CHANGES OF GROUND REACTION FORCE AND CENTER OF MASS IN BAGUA GAIT: A QUALITATIVE OBSERVATION.
Keywords: ground reaction force, gait, center of mass, Tai chi, Bagua
AbstractINTRODUCTION: Tai chi and Bagua are forms of Chinese martial art that consist of exercise techniques and self-defense disciplines. They are characterized by gentle, slow and continuous movements. The major difference between these two disciplines can be seen in the direction of movement. Tai chi is performed along a straight line, whereas the movements of Bagua are performed with practitioners walking around a circle with Bagua gait (Fig1).
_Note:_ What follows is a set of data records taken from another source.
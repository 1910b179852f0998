//! Configuration schema definitions.
//!
//! This module defines the complete configuration structure for a transfer run.
//! All types derive Serde traits for deserialization from config files.

use serde::{Deserialize, Serialize};
use solana_sdk::commitment_config::CommitmentConfig;

/// Default environment variable holding the secret key.
pub const DEFAULT_KEY_ENV_VAR: &str = "PRIVATE_KEY";

/// Root configuration for a transfer run.
#[derive(Debug, Clone, Deserialize, Serialize)]
#[serde(default)]
pub struct TransferConfig {
    /// Environment variable holding the JSON-encoded secret key.
    pub key_env_var: String,

    /// Overall deadline for the whole run in seconds.
    pub deadline_secs: u64,

    /// RPC endpoint and network settings.
    pub network: NetworkConfig,

    /// What to send and to whom.
    pub transfer: TransferParams,

    /// Broadcast retry policy.
    pub retries: RetryConfig,

    /// Confirmation polling policy.
    pub confirmation: ConfirmationConfig,

    /// Observability settings.
    pub observability: ObservabilityConfig,
}

impl Default for TransferConfig {
    fn default() -> Self {
        Self {
            key_env_var: DEFAULT_KEY_ENV_VAR.to_string(),
            deadline_secs: 60,
            network: NetworkConfig::default(),
            transfer: TransferParams::default(),
            retries: RetryConfig::default(),
            confirmation: ConfirmationConfig::default(),
            observability: ObservabilityConfig::default(),
        }
    }
}

/// Commitment level requested when querying network state.
#[derive(Debug, Clone, Copy, PartialEq, Eq, Deserialize, Serialize, Default)]
#[serde(rename_all = "lowercase")]
pub enum Commitment {
    Processed,
    #[default]
    Confirmed,
    Finalized,
}

impl Commitment {
    pub fn as_config(self) -> CommitmentConfig {
        match self {
            Commitment::Processed => CommitmentConfig::processed(),
            Commitment::Confirmed => CommitmentConfig::confirmed(),
            Commitment::Finalized => CommitmentConfig::finalized(),
        }
    }
}

impl std::fmt::Display for Commitment {
    fn fmt(&self, f: &mut std::fmt::Formatter<'_>) -> std::fmt::Result {
        let s = match self {
            Commitment::Processed => "processed",
            Commitment::Confirmed => "confirmed",
            Commitment::Finalized => "finalized",
        };
        f.write_str(s)
    }
}

/// Network (RPC collaborator) configuration.
#[derive(Debug, Clone, Deserialize, Serialize)]
#[serde(default)]
pub struct NetworkConfig {
    /// JSON-RPC endpoint URL.
    pub rpc_url: String,

    /// Failover JSON-RPC endpoint URLs, tried in order after the primary.
    pub failover_urls: Vec<String>,

    /// Commitment level for blockhash queries and confirmation.
    pub commitment: Commitment,

    /// Per-request RPC timeout in seconds.
    pub rpc_timeout_secs: u64,

    /// Skip the node's preflight simulation when broadcasting.
    pub skip_preflight: bool,

    /// Explorer link template; `{signature}` is substituted.
    pub explorer_url_template: String,

    /// Where to get test funds, shown when the payer is out of lamports.
    pub faucet_url: String,
}

impl Default for NetworkConfig {
    fn default() -> Self {
        Self {
            rpc_url: "https://api.devnet.solana.com".to_string(),
            failover_urls: Vec::new(),
            commitment: Commitment::Confirmed,
            rpc_timeout_secs: 10,
            skip_preflight: false,
            explorer_url_template: "https://solscan.io/tx/{signature}?cluster=devnet".to_string(),
            faucet_url: "https://faucet.solana.com".to_string(),
        }
    }
}

impl NetworkConfig {
    /// Render the explorer URL for a signature.
    pub fn explorer_url(&self, signature: &str) -> String {
        self.explorer_url_template.replace("{signature}", signature)
    }
}

/// Transfer parameters.
#[derive(Debug, Clone, Deserialize, Serialize)]
#[serde(default)]
pub struct TransferParams {
    /// Amount in lamports.
    pub lamports: u64,

    /// Base58 recipient; empty sends to the payer itself.
    pub recipient: String,

    /// Priority fee in micro-lamports per compute unit (0 = none).
    pub compute_unit_price_micro_lamports: u64,

    /// Compute unit limit (0 = runtime default).
    pub compute_unit_limit: u32,
}

impl Default for TransferParams {
    fn default() -> Self {
        Self {
            lamports: 1_000_000, // 0.001 SOL
            recipient: String::new(),
            compute_unit_price_micro_lamports: 0,
            compute_unit_limit: 0,
        }
    }
}

/// Retry configuration.
#[derive(Debug, Clone, Deserialize, Serialize)]
#[serde(default)]
pub struct RetryConfig {
    /// Total number of broadcast attempts.
    pub max_attempts: u32,

    /// Base delay for exponential backoff in milliseconds.
    pub base_delay_ms: u64,

    /// Maximum delay for exponential backoff in milliseconds.
    pub max_delay_ms: u64,

    /// Add up to 10% random jitter to each delay.
    pub jitter: bool,
}

impl Default for RetryConfig {
    fn default() -> Self {
        Self {
            max_attempts: 3,
            base_delay_ms: 500,
            max_delay_ms: 2000,
            jitter: true,
        }
    }
}

/// Confirmation polling configuration.
#[derive(Debug, Clone, Deserialize, Serialize)]
#[serde(default)]
pub struct ConfirmationConfig {
    /// How long to wait for confirmation after a successful broadcast.
    pub timeout_secs: u64,

    /// Delay between status polls in milliseconds.
    pub poll_interval_ms: u64,
}

impl Default for ConfirmationConfig {
    fn default() -> Self {
        Self {
            timeout_secs: 30,
            poll_interval_ms: 1000,
        }
    }
}

/// Observability configuration.
#[derive(Debug, Clone, Deserialize, Serialize)]
#[serde(default)]
pub struct ObservabilityConfig {
    /// Log level (trace, debug, info, warn, error).
    pub log_level: String,

    /// Emit JSON log lines instead of the human format.
    pub json: bool,
}

impl Default for ObservabilityConfig {
    fn default() -> Self {
        Self {
            log_level: "info".to_string(),
            json: false,
        }
    }
}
Both Tai chi and Bagua were employed as effective self-defense techniques in ancient battlefields before rifles and cannons were used in China. Today, many people practice it for sports, health and fitness, recreation and rehabilitation. Bagua gait differs from normal walking gait. The center of mass (COM) of the body in Bagua gait is always lower than that of normal gait. Practitioners can adjust their level of COM to meet individual requirements, obtaining different training intensity and degree of difficulty. The trunk posture should be maintained as illustrated in figure 2 during practice sessions. Furthermore, Bagua practice provides mental relaxation, should be performed at a constant and slow speed, and requires concentration on the technique. The COM should not move up and down or left and right. Finally, Bagua gait should adhere to the requirements mentioned previously for as long as possible throughout training. Based on Bagua master’s experience, this training principle can help practitioners reduce energy expenditure during Bagua gait when sustained at a constant speed and at a certain COM height. The purpose of this study was to profile the kinetic characteristics of Bagua gait so as to provide scientific basis for this martial art form.